Insisto. Los actos políticos que convergen en la plaza egipcia con toda su complejidad y lejanía, a diferencia de los que tienen su centro de operaciones en la UPR, cuentan con cajas de resonancia disímiles. El silencio escandaloso que le dedica el demos puertorriqueño a lo que se experimenta en UPR, silencio que incluye el “lip service” bienpensante de los populistas, la espectacularización banal de la Prensa (sic) o la aprobación de dineros en un proyecto de la Cámara, es sintomático de la extendidísima cultura reaccionaria de la isla, además de develar la inexistencia del “buen pueblo puertorriqueño” que intentó construir el ELA. Sin duda, intervienen otros factores. Aún así ¿por qué, en su avatar universitario, negarse a lidiar con esa fantasía en estado de disolución? ¿Por qué se evita pensar ese-no-estar-ya-con-nosotros de “los demás”? ¿Qué se evade en los linderos de la negación? No me parece que se trata simplemente de comparar sino de analizar la grieta que se abre entre las revueltas árabes y la crisis universitaria en Puerto Rico. No fantaseo mucho con la supuesta conexión de resistencias que existiría entre las insurrecciones árabes y la inacabable huelga de la UPR.

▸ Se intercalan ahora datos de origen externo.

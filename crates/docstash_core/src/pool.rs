//! Per-type pools of pre-constructed record instances.
//!
//! Selecting documents hands out copies of the cached payloads. Copies are
//! made into instances taken from a lock-free free list so that large
//! selects do not pay for construction on the calling thread. Free lists are
//! refilled in the background once they drop below half their size.

use crate::catalog::{Payload, TypeSchema};
use crate::error::{CoreError, CoreResult};
use crate::stats::DatabaseStats;
use crossbeam_channel::{unbounded, Receiver, Sender};
use dashmap::DashMap;
use parking_lot::Mutex;
use std::any::Any;
use std::sync::atomic::{AtomicBool, Ordering};
use std::sync::Arc;
use std::thread;
use std::time::{Duration, Instant};
use tracing::{debug, warn};

/// Minimum time between two replenishment checks.
pub const REPLENISH_INTERVAL: Duration = Duration::from_secs(1);

struct PoolEntry {
    schema: Arc<TypeSchema>,
    sender: Sender<Payload>,
    receiver: Receiver<Payload>,
    refilling: AtomicBool,
}

impl PoolEntry {
    fn new(schema: Arc<TypeSchema>) -> Self {
        let (sender, receiver) = unbounded();
        Self {
            schema,
            sender,
            receiver,
            refilling: AtomicBool::new(false),
        }
    }

    /// Constructs instances until the free list holds `target`.
    fn fill(&self, target: usize) -> usize {
        let mut added = 0;
        while self.receiver.len() < target {
            if self.sender.send(self.schema.construct()).is_err() {
                break;
            }
            added += 1;
        }
        added
    }
}

/// Object pool shared by every collection of one database.
///
/// An instance is either in a free list or owned by exactly one caller;
/// instances are never handed out twice.
pub struct ObjectPool {
    entries: DashMap<String, Arc<PoolEntry>>,
    pool_size: usize,
    last_check: Mutex<Option<Instant>>,
    stats: Arc<DatabaseStats>,
}

impl ObjectPool {
    /// Creates an empty pool keeping `pool_size` instances per type.
    pub fn new(pool_size: usize, stats: Arc<DatabaseStats>) -> Self {
        Self {
            entries: DashMap::new(),
            pool_size,
            last_check: Mutex::new(None),
            stats,
        }
    }

    /// Registers a type and fills its free list.
    ///
    /// Registering a type again is a no-op.
    ///
    /// # Errors
    ///
    /// Returns `ConflictingRegistration` if another type already uses the
    /// same stable name.
    pub fn register_type(&self, schema: &Arc<TypeSchema>) -> CoreResult<()> {
        let entry = Arc::clone(
            self.entries
                .entry(schema.type_name().to_string())
                .or_insert_with(|| Arc::new(PoolEntry::new(Arc::clone(schema))))
                .value(),
        );

        if entry.schema.rust_type_id() != schema.rust_type_id() {
            return Err(CoreError::conflicting_registration(schema.type_name()));
        }

        let added = entry.fill(self.pool_size);
        if added > 0 {
            debug!(type_name = schema.type_name(), added, "filled object pool");
        }
        Ok(())
    }

    /// Returns whether `type_name` has been registered.
    pub fn is_registered(&self, type_name: &str) -> bool {
        self.entries.contains_key(type_name)
    }

    fn entry(&self, type_name: &str) -> CoreResult<Arc<PoolEntry>> {
        self.entries
            .get(type_name)
            .map(|entry| Arc::clone(entry.value()))
            .ok_or_else(|| CoreError::unregistered_type(type_name))
    }

    /// Takes a zero-state instance, constructing one if the free list is empty.
    ///
    /// # Errors
    ///
    /// Returns `UnregisteredType` if the type was never registered.
    pub fn get_instance(&self, type_name: &str) -> CoreResult<Payload> {
        let entry = self.entry(type_name)?;
        Ok(self.take(&entry))
    }

    fn take(&self, entry: &PoolEntry) -> Payload {
        match entry.receiver.try_recv() {
            Ok(instance) => {
                self.stats.record_pool_hit();
                instance
            }
            Err(_) => {
                self.stats.record_pool_miss();
                entry.schema.construct()
            }
        }
    }

    /// Copies every persistable field of `source` into a pooled instance.
    ///
    /// The identifier is copied last.
    ///
    /// # Errors
    ///
    /// Returns `UnregisteredType` if the type was never registered, or an
    /// error if `source` is not an instance of it.
    pub fn clone_object(&self, source: &dyn Any, type_name: &str) -> CoreResult<Payload> {
        let entry = self.entry(type_name)?;
        let mut instance = self.take(&entry);
        entry.schema.copy_fields(source, instance.as_mut())?;
        Ok(instance)
    }

    /// Refills low free lists in the background.
    ///
    /// Runs at most once per [`REPLENISH_INTERVAL`]; calls in between return
    /// immediately. Every free list below half the pool size gets a
    /// background refill, unless one is already running for that type.
    /// Returns the number of refills started.
    pub fn replenish_check(&self) -> usize {
        {
            let mut last_check = self.last_check.lock();
            let now = Instant::now();
            if last_check.is_some_and(|last| now.duration_since(last) < REPLENISH_INTERVAL) {
                return 0;
            }
            *last_check = Some(now);
        }

        let low: Vec<Arc<PoolEntry>> = self
            .entries
            .iter()
            .filter(|entry| entry.receiver.len() < self.pool_size / 2)
            .map(|entry| Arc::clone(entry.value()))
            .collect();

        let mut started = 0;
        for entry in low {
            if entry
                .refilling
                .compare_exchange(false, true, Ordering::AcqRel, Ordering::Acquire)
                .is_err()
            {
                continue;
            }

            let target = self.pool_size;
            let stats = Arc::clone(&self.stats);
            let worker = Arc::clone(&entry);
            let spawned = thread::Builder::new()
                .name("docstash-pool".to_string())
                .spawn(move || {
                    let added = worker.fill(target);
                    worker.refilling.store(false, Ordering::Release);
                    stats.record_pool_replenishment();
                    debug!(type_name = worker.schema.type_name(), added, "replenished object pool");
                });

            match spawned {
                Ok(_) => started += 1,
                Err(e) => {
                    entry.refilling.store(false, Ordering::Release);
                    warn!(type_name = entry.schema.type_name(), error = %e, "could not start pool refill");
                }
            }
        }
        started
    }

    /// Returns the free list length of a type, if registered.
    pub fn free_count(&self, type_name: &str) -> Option<usize> {
        self.entries.get(type_name).map(|entry| entry.receiver.len())
    }

    /// Returns the configured size of each free list.
    pub fn pool_size(&self) -> usize {
        self.pool_size
    }

    /// Drops every free list.
    pub fn clear(&self) {
        self.entries.clear();
        *self.last_check.lock() = None;
    }
}
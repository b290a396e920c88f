//! Error types for storage operations.

use std::io;
use thiserror::Error;

/// Result type for storage operations.
pub type StorageResult<T> = Result<T, StorageError>;

/// Errors that can occur during storage operations.
#[derive(Debug, Error)]
pub enum StorageError {
    /// An I/O error occurred.
    #[error("I/O error: {0}")]
    Io(#[from] io::Error),

    /// The path is empty or escapes the provider root.
    #[error("invalid path: {path:?}")]
    InvalidPath {
        /// The offending path.
        path: String,
    },

    /// A path component that must be a directory is a file.
    #[error("not a directory: {path}")]
    NotADirectory {
        /// The offending path.
        path: String,
    },

    /// Another process holds the provider's root lock.
    #[error("storage locked: another process has exclusive access")]
    Locked,

    /// The provider was opened read-only.
    #[error("storage is read-only")]
    ReadOnly,
}

impl StorageError {
    /// Creates an invalid path error.
    pub fn invalid_path(path: impl Into<String>) -> Self {
        Self::InvalidPath { path: path.into() }
    }

    /// Creates a not-a-directory error.
    pub fn not_a_directory(path: impl Into<String>) -> Self {
        Self::NotADirectory { path: path.into() }
    }
}
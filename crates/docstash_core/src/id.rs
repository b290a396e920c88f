//! Document identifiers.

use std::fmt;
use uuid::Uuid;

/// Identifier of a document within its collection.
///
/// Every identifier type a record may use is rendered to this string form;
/// it is also the document's file name on disk. Document ids are:
/// - Unique within a collection
/// - Immutable once assigned
#[derive(Clone, PartialEq, Eq, PartialOrd, Ord, Hash)]
pub struct DocumentId(String);

impl DocumentId {
    /// Creates a document id from its string form.
    #[must_use]
    pub fn new(id: impl Into<String>) -> Self {
        Self(id.into())
    }

    /// Creates a new random document id.
    #[must_use]
    pub fn generate() -> Self {
        Self(Uuid::new_v4().to_string())
    }

    /// Returns the string form.
    #[inline]
    #[must_use]
    pub fn as_str(&self) -> &str {
        &self.0
    }
}

impl fmt::Debug for DocumentId {
    fn fmt(&self, f: &mut fmt::Formatter<'_>) -> fmt::Result {
        write!(f, "DocumentId({})", self.0)
    }
}

impl fmt::Display for DocumentId {
    fn fmt(&self, f: &mut fmt::Formatter<'_>) -> fmt::Result {
        f.write_str(&self.0)
    }
}

impl From<String> for DocumentId {
    fn from(id: String) -> Self {
        Self(id)
    }
}

impl From<&str> for DocumentId {
    fn from(id: &str) -> Self {
        Self(id.to_string())
    }
}

impl From<Uuid> for DocumentId {
    fn from(id: Uuid) -> Self {
        Self(id.to_string())
    }
}

impl AsRef<str> for DocumentId {
    fn as_ref(&self) -> &str {
        &self.0
    }
}

#[cfg(test)]
mod tests {
    use super::*;

    #[test]
    fn generate_is_unique() {
        let a = DocumentId::generate();
        let b = DocumentId::generate();
        assert_ne!(a, b);
        assert!(Uuid::parse_str(a.as_str()).is_ok());
    }

    #[test]
    fn display_is_raw() {
        let id = DocumentId::new("player-1");
        assert_eq!(id.to_string(), "player-1");
        assert_eq!(format!("{id:?}"), "DocumentId(player-1)");
    }

    #[test]
    fn from_uuid_matches_hyphenated_form() {
        let uuid = Uuid::new_v4();
        assert_eq!(DocumentId::from(uuid).as_str(), uuid.to_string());
    }
}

En su complejidad y carácter inconcluso algo que me parece exhiben ya las insurrecciones árabes es su capacidad de multiplicación y el desborde de sus singularidades. Esa capacidad para galvanizar un más allá de sus especificidades, grupos, sectores, voces y cuerpos es lo que deviene en Egipto, Túnez o Libia una revuelta o una revolución que, sin duda, no sabemos como terminara, mientras la crisis universitaria boricua ahora “entra” ¿de nuevo? en una fase intransitiva y de progresiva pérdida de apoyo fuera del recinto.
Me retiro al son de versos de otro isleño:
Cada hombre comiendo fragmentos de la isla,
cada hombre devorando los frutos, las piedras y el excremento nutridor,
cada hombre mordiendo el sitio dejado por su sombra,
cada hombre lanzando dentelladas en el vacío donde el sol se acostumbra,
cada hombre abriendo su boca como una cisterna, embalsa el agua
del mar, pero como el caballo del barón Munchausen,
la arroja patéticamente por su cuarto trasero,
cada hombre en el rencoroso trabajo de recortar
los bordes de la isla más bella del mundo,
cada hombre tratando de echar a andar la bestia cruzada de cocuyos.
Virgilio Piñera, Isla en peso (1943)
*El autor es director del Departamento de Español y Portugués de la Universidad de Maryland, en College Park, y fue profesor del Recinto de Río Piedras.